Onboarding¶
This guide explains how to approach SCPN Control without needing to read the entire codebase first.
Mental model¶
Think of SCPN Control as three layers:
| Layer | What it answers |
|---|---|
| Controller logic | What should the controller do, and what invariants must never be violated? |
| Physics and replay facades | Which equilibrium, transport, disruption, and digital-twin signals feed the controller? |
| Admission evidence | Which artefacts prove that a result is reproducible and allowed to be claimed? |
A new workflow should normally touch all three layers. A controller without an evidence gate is not ready for promotion. A physics result without a controller contract is not yet a control feature. A benchmark without hardware and claim metadata is only a local timing observation.
Install paths¶
Use editable install for development:
git clone https://github.com/anulum/scpn-control.git
cd scpn-control
pip install -e ".[dev,docs,formal,jax,ws]"
First hour checklist¶
- Run
scpn-control demo --steps 1000to confirm the package is importable. - Read Production Readiness before interpreting any benchmark or validation result.
- Run one tutorial from Tutorials and one notebook from Notebook Gallery.
- Inspect API Reference for the surface you want to use.
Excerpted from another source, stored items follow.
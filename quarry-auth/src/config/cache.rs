use serde::Deserialize;

#[derive(Debug, Deserialize, Clone, PartialEq)]
#[serde(rename_all = "kebab-case")]
pub enum CacheStore {
    InMemory,
    #[serde(other)]
    None,
}

impl Default for CacheStore {
    fn default() -> Self {
        CacheStore::InMemory
    }
}

fn default_capacity() -> u64 {
    1000
}

/// Authorization cache configuration.
///
/// Entries are evicted by mutation events, so no TTL is applied; capacity
/// only bounds memory for deployments with very many principals.
#[derive(Debug, Deserialize, Clone)]
pub struct CacheConfig {
    /// Cache store type: "in-memory" (default) or "none"
    #[serde(default)]
    pub store: CacheStore,

    /// Maximum number of cached authorization entries (default: 1000)
    #[serde(default = "default_capacity")]
    pub capacity: u64,
}

impl Default for CacheConfig {
    fn default() -> Self {
        Self {
            store: CacheStore::default(),
            capacity: default_capacity(),
        }
    }
}
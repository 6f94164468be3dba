//! Domain mutation events and the bus that carries them.
//!
//! The bus is an explicit subscription list handed to interested components
//! at construction, not a global. Publishers emit events after the mutation
//! has been committed; `Before` events exist for collaborators that need
//! them but are ignored by all authorization logic in this crate.

use crate::models::{AssignedPermission, Group, Principal, Repository};
use async_trait::async_trait;
use std::sync::{Arc, RwLock};

pub mod producer;

pub use producer::{AuthorizationChange, AuthorizationChangeListener, AuthorizationChangedEventProducer};

#[derive(Debug, Clone, Copy, PartialEq, Eq)]
pub enum EventPhase {
    /// Fired before the mutation is persisted.
    Before,
    /// Fired after the mutation has been committed.
    Committed,
}

/// A single mutation of a domain object.
#[derive(Debug, Clone)]
pub enum Change<T> {
    Created(T),
    Modified { current: T, before: T },
    Deleted(T),
}

impl<T> Change<T> {
    /// The item the change refers to; the current state for modifications.
    pub fn item(&self) -> &T {
        match self {
            Change::Created(item) | Change::Deleted(item) => item,
            Change::Modified { current, .. } => current,
        }
    }
}

#[derive(Debug, Clone)]
pub enum DomainEvent {
    Principal {
        phase: EventPhase,
        change: Change<Principal>,
    },
    Group {
        phase: EventPhase,
        change: Change<Group>,
    },
    Repository {
        phase: EventPhase,
        change: Change<Repository>,
    },
    Grant {
        phase: EventPhase,
        change: Change<AssignedPermission>,
    },
}

impl DomainEvent {
    pub fn phase(&self) -> EventPhase {
        match self {
            DomainEvent::Principal { phase, .. }
            | DomainEvent::Group { phase, .. }
            | DomainEvent::Repository { phase, .. }
            | DomainEvent::Grant { phase, .. } => *phase,
        }
    }

    pub fn committed(&self) -> bool {
        self.phase() == EventPhase::Committed
    }
}

#[async_trait]
pub trait EventSubscriber: Send + Sync {
    async fn on_event(&self, event: &DomainEvent);
}

/// Publish/subscribe dispatch for [`DomainEvent`]s.
///
/// Subscribers are invoked in registration order on the publisher's task, so
/// any cache eviction they perform is visible before `publish` returns.
#[derive(Clone, Default)]
pub struct EventBus {
    subscribers: Arc<RwLock<Vec<Arc<dyn EventSubscriber>>>>,
}

impl EventBus {
    pub fn new() -> Self {
        Self::default()
    }

    pub fn subscribe(&self, subscriber: Arc<dyn EventSubscriber>) {
        self.subscribers
            .write()
            .expect("event subscriber list lock poisoned")
            .push(subscriber);
    }

    pub async fn publish(&self, event: &DomainEvent) {
        // snapshot the list so a subscriber may publish follow-up events
        let subscribers: Vec<Arc<dyn EventSubscriber>> = self
            .subscribers
            .read()
            .expect("event subscriber list lock poisoned")
            .clone();

        for subscriber in subscribers {
            subscriber.on_event(event).await;
        }
    }
}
- If you want to make a claim, find the matching validator in Validation and QA before writing code.
First day by role¶
| Role | Practical path | What to avoid |
|---|---|---|
| Control researcher | Run Tutorial 01, inspect scpn_control.control, then persist a bounded validation report |
Do not cite local plots as facility evidence |
| Physics modeller | Start with traceability and validation pages before solver-facing examples | Do not duplicate solver kernels already owned by SCPN Fusion Core |
| Safety reviewer | Read production readiness, formal verification API, and certificate bundle validation | Do not treat bounded proofs as facility certification |
| Data collaborator | Read public-data acquisition, MAST EFM evidence, and compute financing pages | Do not commit large numeric payloads to git |
| Funder or partner | Read use cases, market value, production readiness, and compute validation financing | Do not interpret blocked gates as failures; they are the work plan |
Evidence ladder¶
- Demonstration: tutorial, notebook, or example output.
- Bounded repository evidence: deterministic report with declared assumptions.
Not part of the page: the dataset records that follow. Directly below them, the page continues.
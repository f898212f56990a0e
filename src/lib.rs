//! # algebraic-laws
//!
//! `algebraic-laws` checks that binary operations obey the algebraic laws their
//! types promise. It is organized around:
//! - `law`: primitive laws, composite structures, permuted variants and interval laws
//! - `reference`: small interval containers that satisfy the interval laws
//! - `generators`: proptest strategies for law operands
//!
//! Every check comes as `verify_*`, returning a [`law::Verdict`], and as `check_*`,
//! which panics with a report of every violated law.
//!
//! ```rust
//! use algebraic_laws::prelude::*;
//!
//! check_abelian_group(Plus, &0_i64, &3, &5, &7);
//! let verdict = verify_commutativity(Minus, &NaturalEquality, &3_i64, &5_i64);
//! assert!(verdict.violates(Law::Commutativity));
//! ```

#![warn(missing_docs)]

pub mod generators;
pub mod law;
pub mod prelude;
pub mod reference;

/// Re-export `proptest` for convenience.
pub use proptest;
use algebraic_laws::law::report::{ReportConfig, ReportFormat, render_verdict};
use algebraic_laws::prelude::*;

fn set(intervals: &[(i64, i64)]) -> IntervalSet {
    intervals
        .iter()
        .map(|&(lower, upper)| Interval::new(lower, upper))
        .collect()
}

#[test]
fn single_interval_has_no_gaps() {
    let x = set(&[(2, 10)]);

    let record = check_length_as_distance(&x);
    assert_eq!(record.obj_dist, 0);
    assert!(record.in_between.is_empty());

    let record = check_length_complementarity(&x);
    assert_eq!((record.obj_len, record.obj_dist, record.hull_len), (8, 0, 8));

    let record = check_inner_complementarity(&x);
    assert_eq!(record.lhs, set(&[(2, 10)]));
}

#[test]
fn extreme_coordinates_are_measured_exactly() {
    for x in [
        set(&[(i64::MIN, i64::MIN + 1), (i64::MAX - 1, i64::MAX)]),
        set(&[(i64::MIN, 0), (1, i64::MAX)]),
    ] {
        assert!(has_length_as_distance(&x));
        assert!(has_length_complementarity(&x));
        assert!(has_inner_complementarity(&x));
        let record = check_length_complementarity(&x);
        assert_eq!(record.hull_len, i128::from(u64::MAX));
    }
}

#[test]
fn gapped_set_measures() {
    let x = set(&[(2, 5), (8, 10)]);

    let record = check_length_as_distance(&x);
    assert_eq!(record.in_between, set(&[(5, 8)]));
    assert_eq!(record.between_len, 3);
    assert_eq!(record.obj_dist, 3);

    let record = check_length_complementarity(&x);
    assert_eq!((record.obj_len, record.obj_dist, record.hull_len), (5, 3, 8));

    let record = check_inner_complementarity(&x);
    assert_eq!(record.rhs, IntervalSet::from(Interval::new(2, 10)));
    assert_eq!(record.lhs, record.rhs);
}

#[test]
fn touching_segments_join_into_the_hull() {
    let x = set(&[(0, 3), (3, 6), (9, 12)]);
    let record = check_inner_complementarity(&x);
    assert_eq!(record.in_between, set(&[(6, 9)]));
    assert_eq!(record.lhs.segments(), &[Interval::new(0, 12)]);
}

#[test]
fn empty_set_satisfies_every_interval_law() {
    let empty = IntervalSet::new();
    check_intersection_containedness(&empty, &empty);
    check_union_containedness(&empty, &set(&[(1, 4)]));
    check_length_as_distance(&empty);
    check_length_complementarity(&empty);
    check_inner_complementarity(&empty);
    check_domain_containedness(&IntervalMap::<i32>::new());
}

#[test]
fn sets_satisfy_containment_with_mixed_operands() {
    let a = set(&[(0, 4), (6, 9)]);
    check_intersection_containedness(&a, &set(&[(2, 7)]));
    check_intersection_containedness(&a, &Interval::new(3, 8));
    check_intersection_containedness(&a, &7_i64);
    check_union_containedness(&a, &set(&[(2, 7)]));
    check_union_containedness(&a, &Interval::new(-5, -1));
    check_union_containedness(&a, &20_i64);
}

#[test]
fn maps_satisfy_domain_and_complement_laws() {
    let map: IntervalMap<i32> = [
        (Interval::new(0, 5), 1),
        (Interval::new(3, 7), 2),
        (Interval::new(10, 12), 3),
    ]
    .into_iter()
    .collect();
    check_domain_containedness(&map);
    let record = check_length_as_distance(&map);
    assert_eq!(record.obj_dist, 3);
    let record = check_inner_complementarity(&map);
    assert_eq!(record.lhs.segments(), &[Interval::new(0, 12)]);
}

#[test]
fn value_combining_map_intersection_is_outside_the_containment_laws() {
    let a: IntervalMap<i32> = [(Interval::new(0, 6), 1)].into_iter().collect();
    let b: IntervalMap<i32> = [(Interval::new(4, 9), 5)].into_iter().collect();
    let verdict = verify_intersection_containedness(&a, &b);
    assert!(verdict.violates(Law::IntersectionContainedness));
    assert_eq!(verdict.violations().len(), 4);
}

#[test]
fn has_agrees_with_verify() {
    for x in [
        IntervalSet::new(),
        set(&[(2, 10)]),
        set(&[(2, 5), (8, 10)]),
        set(&[(-4, -1), (0, 1), (1, 2), (30, 31)]),
    ] {
        assert_eq!(has_length_as_distance(&x), verify_length_as_distance(&x).holds());
        assert_eq!(
            has_length_complementarity(&x),
            verify_length_complementarity(&x).holds()
        );
        assert_eq!(
            has_inner_complementarity(&x),
            verify_inner_complementarity(&x).holds()
        );
    }
}

#[test]
fn repeated_checks_are_idempotent() {
    let x = set(&[(2, 5), (8, 10)]);
    let first = verify_length_complementarity(&x);
    let second = verify_length_complementarity(&x);
    assert_eq!(first, second);
    assert_eq!(x, set(&[(2, 5), (8, 10)]));
}

#[test]
fn json_report_lists_every_violation() {
    let a: IntervalMap<i32> = [(Interval::new(0, 6), 1)].into_iter().collect();
    let b: IntervalMap<i32> = [(Interval::new(4, 9), 5)].into_iter().collect();
    let verdict = verify_intersection_containedness(&a, &b);
    let config = ReportConfig::default().with_format(ReportFormat::Json);
    let report: serde_json::Value =
        serde_json::from_str(&render_verdict(&verdict, &config)).expect("report is JSON");
    assert_eq!(report["evaluated"], 4);
    assert_eq!(report["violations"].as_array().map(Vec::len), Some(4));
    assert_eq!(report["violations"][0]["law"], "intersection_containedness");
    assert_eq!(report["violations"][0]["operator"], "et");
}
- Reference admission: strict validator admits documented public or measured reference artefacts.
- External-code or facility validation: matched cases, units, tolerances, and provenance from external tools or shots.
- Deployment qualification: target hardware, interlocks, safety review, operator procedures, and facility sign-off.
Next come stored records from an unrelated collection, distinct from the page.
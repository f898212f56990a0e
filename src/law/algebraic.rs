//! Primitive algebraic law checks.
//!
//! Every law comes in three forms:
//! - `verify_*` evaluates the law with an explicit [`Equality`] and returns a [`Verdict`];
//! - `check_*` asserts the law using `PartialEq`;
//! - `check_*_equal` asserts the law using a caller-supplied equality.
//!
//! All forms are generic over the operator tag, so a law is written once and holds the
//! same shape for `Plus`, `Pipe`, `Et`, `Caret` and custom operations.
//!
//! # Example
//!
//! ```rust
//! use algebraic_laws::law::algebraic::{check_associativity, check_commutativity};
//! use algebraic_laws::law::operator::{Plus, Caret};
//!
//! check_associativity(Plus, &3_i64, &5_i64, &7_i64);
//! check_commutativity(Caret, &0b1100_u8, &0b1010_u8);
//! ```

use std::fmt::Debug;
use std::ops::Sub;

use super::equality::{Equality, NaturalEquality};
use super::operator::{Applied, BinaryOperation, GroupOperator, Operator};
use super::verdict::{Law, Verdict};

/// Evaluate associativity: `(a op b) op c == a op (b op c)`.
///
/// `b` and `c` may have types other than `a`. Every result that combines with `a` is
/// converted into `a`'s type before it is combined further or compared.
pub fn verify_associativity<Op, E, T, B, C>(op: Op, equal: &E, a: &T, b: &B, c: &C) -> Verdict
where
    Op: BinaryOperation<T, B>
        + BinaryOperation<T, C>
        + BinaryOperation<B, C>
        + BinaryOperation<T, Applied<Op, B, C>>,
    Applied<Op, T, B>: Into<T>,
    Applied<Op, T, C>: Into<T>,
    Applied<Op, T, Applied<Op, B, C>>: Into<T>,
    E: Equality<T>,
    T: Clone + Debug,
    B: Clone,
    C: Clone,
{
    let ab: T = <Op as BinaryOperation<T, B>>::apply(op, a.clone(), b.clone()).into();
    let left: T = <Op as BinaryOperation<T, C>>::apply(op, ab, c.clone()).into();
    let bc = <Op as BinaryOperation<B, C>>::apply(op, b.clone(), c.clone());
    let right: T = <Op as BinaryOperation<T, Applied<Op, B, C>>>::apply(op, a.clone(), bc).into();
    let s = op.kind().symbol();
    Verdict::compare(
        Law::Associativity,
        Some(op.kind()),
        equal,
        &left,
        &right,
        &format!("(a {s} b) {s} c == a {s} (b {s} c)"),
    )
}

/// Assert associativity with `PartialEq`.
///
/// # Panics
///
/// Panics if `(a op b) op c != a op (b op c)`.
#[track_caller]
pub fn check_associativity<Op, T, B, C>(op: Op, a: &T, b: &B, c: &C)
where
    Op: BinaryOperation<T, B>
        + BinaryOperation<T, C>
        + BinaryOperation<B, C>
        + BinaryOperation<T, Applied<Op, B, C>>,
    Applied<Op, T, B>: Into<T>,
    Applied<Op, T, C>: Into<T>,
    Applied<Op, T, Applied<Op, B, C>>: Into<T>,
    T: Clone + Debug + PartialEq,
    B: Clone,
    C: Clone,
{
    verify_associativity(op, &NaturalEquality, a, b, c).assert();
}

/// Assert associativity with a custom equality.
///
/// # Panics
///
/// Panics if `equal` rejects `(a op b) op c` against `a op (b op c)`.
#[track_caller]
pub fn check_associativity_equal<Op, E, T, B, C>(op: Op, equal: &E, a: &T, b: &B, c: &C)
where
    Op: BinaryOperation<T, B>
        + BinaryOperation<T, C>
        + BinaryOperation<B, C>
        + BinaryOperation<T, Applied<Op, B, C>>,
    Applied<Op, T, B>: Into<T>,
    Applied<Op, T, C>: Into<T>,
    Applied<Op, T, Applied<Op, B, C>>: Into<T>,
    E: Equality<T>,
    T: Clone + Debug,
    B: Clone,
    C: Clone,
{
    verify_associativity(op, equal, a, b, c).assert();
}

/// Evaluate neutrality in its symmetric form: `a op identity == identity op a`.
pub fn verify_neutrality<Op, E, T>(op: Op, equal: &E, a: &T, identity: &T) -> Verdict
where
    Op: BinaryOperation<T, T, Output = T>,
    E: Equality<T>,
    T: Clone + Debug,
{
    let left = op.apply(a.clone(), identity.clone());
    let right = op.apply(identity.clone(), a.clone());
    let s = op.kind().symbol();
    Verdict::compare(
        Law::Neutrality,
        Some(op.kind()),
        equal,
        &left,
        &right,
        &format!("a {s} identity == identity {s} a"),
    )
}

/// Assert neutrality with `PartialEq`.
///
/// # Panics
///
/// Panics if `a op identity != identity op a`.
#[track_caller]
pub fn check_neutrality<Op, T>(op: Op, a: &T, identity: &T)
where
    Op: BinaryOperation<T, T, Output = T>,
    T: Clone + Debug + PartialEq,
{
    verify_neutrality(op, &NaturalEquality, a, identity).assert();
}

/// Assert neutrality with a custom equality.
///
/// # Panics
///
/// Panics if `equal` rejects `a op identity` against `identity op a`.
#[track_caller]
pub fn check_neutrality_equal<Op, E, T>(op: Op, equal: &E, a: &T, identity: &T)
where
    Op: BinaryOperation<T, T, Output = T>,
    E: Equality<T>,
    T: Clone + Debug,
{
    verify_neutrality(op, equal, a, identity).assert();
}

/// Evaluate right neutrality: `a op identity == identity`.
///
/// This is not the unit law. It states that applying the identity on the right
/// collapses the result onto the identity itself, which is what an absorbing
/// element does (`a & empty == empty`), and what a difference does when the
/// identity is the universe of the operation.
pub fn verify_right_neutrality<Op, E, T>(op: Op, equal: &E, a: &T, identity: &T) -> Verdict
where
    Op: BinaryOperation<T, T, Output = T>,
    E: Equality<T>,
    T: Clone + Debug,
{
    let left = op.apply(a.clone(), identity.clone());
    let s = op.kind().symbol();
    Verdict::compare(
        Law::RightNeutrality,
        Some(op.kind()),
        equal,
        &left,
        identity,
        &format!("a {s} identity == identity"),
    )
}

/// Assert right neutrality with `PartialEq`.
///
/// # Panics
///
/// Panics if `a op identity != identity`.
#[track_caller]
pub fn check_right_neutrality<Op, T>(op: Op, a: &T, identity: &T)
where
    Op: BinaryOperation<T, T, Output = T>,
    T: Clone + Debug + PartialEq,
{
    verify_right_neutrality(op, &NaturalEquality, a, identity).assert();
}

/// Assert right neutrality with a custom equality.
///
/// # Panics
///
/// Panics if `equal` rejects `a op identity` against `identity`.
#[track_caller]
pub fn check_right_neutrality_equal<Op, E, T>(op: Op, equal: &E, a: &T, identity: &T)
where
    Op: BinaryOperation<T, T, Output = T>,
    E: Equality<T>,
    T: Clone + Debug,
{
    verify_right_neutrality(op, equal, a, identity).assert();
}

/// Evaluate commutativity: `a op b == b op a`.
///
/// Both results are converted into `a`'s type, so `b` may be of another type whose
/// combination with `a` yields something else.
pub fn verify_commutativity<Op, E, T, B>(op: Op, equal: &E, a: &T, b: &B) -> Verdict
where
    Op: BinaryOperation<T, B> + BinaryOperation<B, T>,
    Applied<Op, T, B>: Into<T>,
    Applied<Op, B, T>: Into<T>,
    E: Equality<T>,
    T: Clone + Debug,
    B: Clone,
{
    let left: T = <Op as BinaryOperation<T, B>>::apply(op, a.clone(), b.clone()).into();
    let right: T = <Op as BinaryOperation<B, T>>::apply(op, b.clone(), a.clone()).into();
    let s = op.kind().symbol();
    Verdict::compare(
        Law::Commutativity,
        Some(op.kind()),
        equal,
        &left,
        &right,
        &format!("a {s} b == b {s} a"),
    )
}

/// Assert commutativity with `PartialEq`.
///
/// # Panics
///
/// Panics if `a op b != b op a`.
#[track_caller]
pub fn check_commutativity<Op, T, B>(op: Op, a: &T, b: &B)
where
    Op: BinaryOperation<T, B> + BinaryOperation<B, T>,
    Applied<Op, T, B>: Into<T>,
    Applied<Op, B, T>: Into<T>,
    T: Clone + Debug + PartialEq,
    B: Clone,
{
    verify_commutativity(op, &NaturalEquality, a, b).assert();
}

/// Assert commutativity with a custom equality.
///
/// # Panics
///
/// Panics if `equal` rejects `a op b` against `b op a`.
#[track_caller]
pub fn check_commutativity_equal<Op, E, T, B>(op: Op, equal: &E, a: &T, b: &B)
where
    Op: BinaryOperation<T, B> + BinaryOperation<B, T>,
    Applied<Op, T, B>: Into<T>,
    Applied<Op, B, T>: Into<T>,
    E: Equality<T>,
    T: Clone + Debug,
    B: Clone,
{
    verify_commutativity(op, equal, a, b).assert();
}

/// Evaluate partial inversion: `a - a == identity`.
///
/// The difference is always `std::ops::Sub`; `op` only attributes the law in reports.
pub fn verify_partial_inversion<Op, E, T>(op: Op, equal: &E, identity: &T, a: &T) -> Verdict
where
    Op: Operator,
    E: Equality<T>,
    T: Sub<Output = T> + Clone + Debug,
{
    let positive_difference = a.clone() - a.clone();
    Verdict::compare(
        Law::PartialInversion,
        Some(op.kind()),
        equal,
        &positive_difference,
        identity,
        "a - a == identity",
    )
}

/// Assert partial inversion with `PartialEq`.
///
/// # Panics
///
/// Panics if `a - a != identity`.
#[track_caller]
pub fn check_partial_inversion<Op, T>(op: Op, identity: &T, a: &T)
where
    Op: Operator,
    T: Sub<Output = T> + Clone + Debug + PartialEq,
{
    verify_partial_inversion(op, &NaturalEquality, identity, a).assert();
}

/// Assert partial inversion with a custom equality.
///
/// # Panics
///
/// Panics if `equal` rejects `a - a` against `identity`.
#[track_caller]
pub fn check_partial_inversion_equal<Op, E, T>(op: Op, equal: &E, identity: &T, a: &T)
where
    Op: Operator,
    E: Equality<T>,
    T: Sub<Output = T> + Clone + Debug,
{
    verify_partial_inversion(op, equal, identity, a).assert();
}

/// Evaluate inversion: partial inversion plus `(identity - a) op a == identity`.
pub fn verify_inversion<Op, E, T>(op: Op, equal: &E, identity: &T, a: &T) -> Verdict
where
    Op: GroupOperator + BinaryOperation<T, T, Output = T>,
    E: Equality<T>,
    T: Sub<Output = T> + Clone + Debug,
{
    let negative_difference = op.apply(identity.clone() - a.clone(), a.clone());
    let s = op.kind().symbol();
    verify_partial_inversion(op, equal, identity, a).merge(Verdict::compare(
        Law::Inversion,
        Some(op.kind()),
        equal,
        &negative_difference,
        identity,
        &format!("(identity - a) {s} a == identity"),
    ))
}

/// Assert inversion with `PartialEq`.
///
/// # Panics
///
/// Panics if `a - a != identity` or `(identity - a) op a != identity`.
#[track_caller]
pub fn check_inversion<Op, T>(op: Op, identity: &T, a: &T)
where
    Op: GroupOperator + BinaryOperation<T, T, Output = T>,
    T: Sub<Output = T> + Clone + Debug + PartialEq,
{
    verify_inversion(op, &NaturalEquality, identity, a).assert();
}

/// Assert inversion with a custom equality.
///
/// # Panics
///
/// Panics if `equal` rejects either difference against `identity`.
#[track_caller]
pub fn check_inversion_equal<Op, E, T>(op: Op, equal: &E, identity: &T, a: &T)
where
    Op: GroupOperator + BinaryOperation<T, T, Output = T>,
    E: Equality<T>,
    T: Sub<Output = T> + Clone + Debug,
{
    verify_inversion(op, equal, identity, a).assert();
}

#[cfg(test)]
mod tests {
    use super::*;
    use crate::law::operator::{Caret, Custom, Et, Minus, OperatorKind, Pipe, Plus};

    #[test]
    fn integer_addition_satisfies_primitives() {
        check_associativity(Plus, &3_i64, &5_i64, &7_i64);
        check_neutrality(Plus, &3_i64, &0_i64);
        check_commutativity(Plus, &3_i64, &5_i64);
        check_partial_inversion(Plus, &0_i64, &3_i64);
        check_inversion(Plus, &0_i64, &3_i64);
    }

    #[test]
    fn bitwise_tags_satisfy_primitives() {
        let (a, b, c) = (0b1100_u16, 0b1010_u16, 0b0110_u16);
        check_associativity(Pipe, &a, &b, &c);
        check_associativity(Et, &a, &b, &c);
        check_associativity(Caret, &a, &b, &c);
        check_commutativity(Et, &a, &b);
        check_neutrality(Caret, &a, &0);
        check_partial_inversion(Pipe, &0_i32, &0b101_i32);
        assert!(
            verify_inversion(Pipe, &NaturalEquality, &0_i32, &0b101_i32).violates(Law::Inversion)
        );
    }

    #[test]
    fn subtraction_is_not_associative() {
        let verdict = verify_associativity(Minus, &NaturalEquality, &10_i32, &4_i32, &3_i32);
        assert!(!verdict.holds());
        assert!(verdict.violates(Law::Associativity));
        assert_eq!(
            verdict.violations()[0].detail,
            "(a - b) - c == a - (b - c): left = 3, right = 9"
        );
    }

    #[test]
    #[should_panic(expected = "commutativity wrt minus (-) violated")]
    fn subtraction_is_not_commutative() {
        check_commutativity(Minus, &5_i32, &3_i32);
    }

    #[test]
    fn right_neutrality_is_distinct_from_neutrality() {
        check_neutrality(Et, &0b1011_u8, &0);
        check_right_neutrality(Et, &0b1011_u8, &0);
        let verdict = verify_right_neutrality(Plus, &NaturalEquality, &4_i32, &0_i32);
        assert!(verdict.violates(Law::RightNeutrality));
        assert!(verify_neutrality(Plus, &NaturalEquality, &4_i32, &0_i32).holds());
    }

    #[test]
    fn inversion_reports_both_differences() {
        let verdict = verify_inversion(Pipe, &NaturalEquality, &1_i32, &9_i32);
        assert_eq!(verdict.evaluated, 2);
        assert_eq!(verdict.violations().len(), 2);
        assert!(verdict.violates(Law::PartialInversion));
        assert!(verdict.violates(Law::Inversion));
        assert_eq!(
            verdict.violations()[1].detail,
            "(identity - a) | a == identity: left = -7, right = 1"
        );
    }

    #[test]
    fn partial_inversion_only_attributes_the_operation() {
        let saturating = Custom::new("saturating_add", |a: u8, b: u8| a.saturating_add(b));
        assert!(verify_partial_inversion(saturating, &NaturalEquality, &0_u8, &9_u8).holds());
        let verdict = verify_partial_inversion(saturating, &NaturalEquality, &1_u8, &9_u8);
        assert_eq!(
            verdict.violations()[0].operator,
            Some(OperatorKind::Custom("saturating_add"))
        );
    }

    #[test]
    fn custom_equality_relaxes_comparison() {
        let modulo_ten = |l: &i32, r: &i32| l.rem_euclid(10) == r.rem_euclid(10);
        let skewed = Custom::new("skewed", |a: i32, b: i32| a + b + 10 * a.signum());
        check_commutativity_equal(skewed, &modulo_ten, &3, &-4);
        assert!(!verify_commutativity(skewed, &NaturalEquality, &3, &-4).holds());
    }

    #[test]
    fn relaxed_equality_applies_to_every_primitive() {
        let mod_six = |l: &i32, r: &i32| l.rem_euclid(6) == r.rem_euclid(6);
        check_associativity_equal(Minus, &mod_six, &10_i32, &4_i32, &3_i32);
        assert!(!verify_associativity(Minus, &NaturalEquality, &10_i32, &4_i32, &3_i32).holds());

        let same_magnitude = |l: &i32, r: &i32| l.abs() == r.abs();
        check_neutrality_equal(Minus, &same_magnitude, &7_i32, &0);
        assert!(!verify_neutrality(Minus, &NaturalEquality, &7_i32, &0).holds());

        let same_parity = |l: &i32, r: &i32| l.rem_euclid(2) == r.rem_euclid(2);
        check_right_neutrality_equal(Plus, &same_parity, &4_i32, &0);

        let mod_ten = |l: &i32, r: &i32| l.rem_euclid(10) == r.rem_euclid(10);
        check_partial_inversion_equal(Plus, &mod_ten, &10_i32, &3);
        assert!(!verify_partial_inversion(Plus, &NaturalEquality, &10_i32, &3).holds());

        let within_eight = |l: &i32, r: &i32| (l - r).abs() <= 8;
        check_inversion_equal(Pipe, &within_eight, &1_i32, &9);
    }

    #[test]
    fn checks_are_idempotent() {
        let first = verify_associativity(Minus, &NaturalEquality, &1_i32, &2_i32, &3_i32);
        let second = verify_associativity(Minus, &NaturalEquality, &1_i32, &2_i32, &3_i32);
        assert_eq!(first, second);
    }
}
Most new work starts at levels 1 or 2. The documentation should make that clear before any stronger language is used.
Choosing a workflow¶
| Goal | Start here |
|---|---|
| Learn the controller API | examples/tutorial_01_closed_loop_control.py |
| Explore differentiable physics | examples/tutorial_02_jax_autodiff.py |
| Evaluate safety certificates | scpn_control.scpn.formal_verification in API Reference |
| Build a replay or validation report | Validation and QA |
| Understand deployment limits | Production Readiness |
| Discuss funding or collaboration | Compute Validation Funding |
What not to assume¶
- A fast local benchmark is not a full control-cycle guarantee.
- A bounded proof is not facility certification.
- A public dataset conversion is not predictive EFIT or P-EFIT validation until the strict admission gate passes.
- A simulator bridge is not a TRANSP, TSC, CODAC, or EPICS acceptance test.
- A neural surrogate is not a substitute for external-code or measured-shot evidence unless the corresponding validator admits that claim.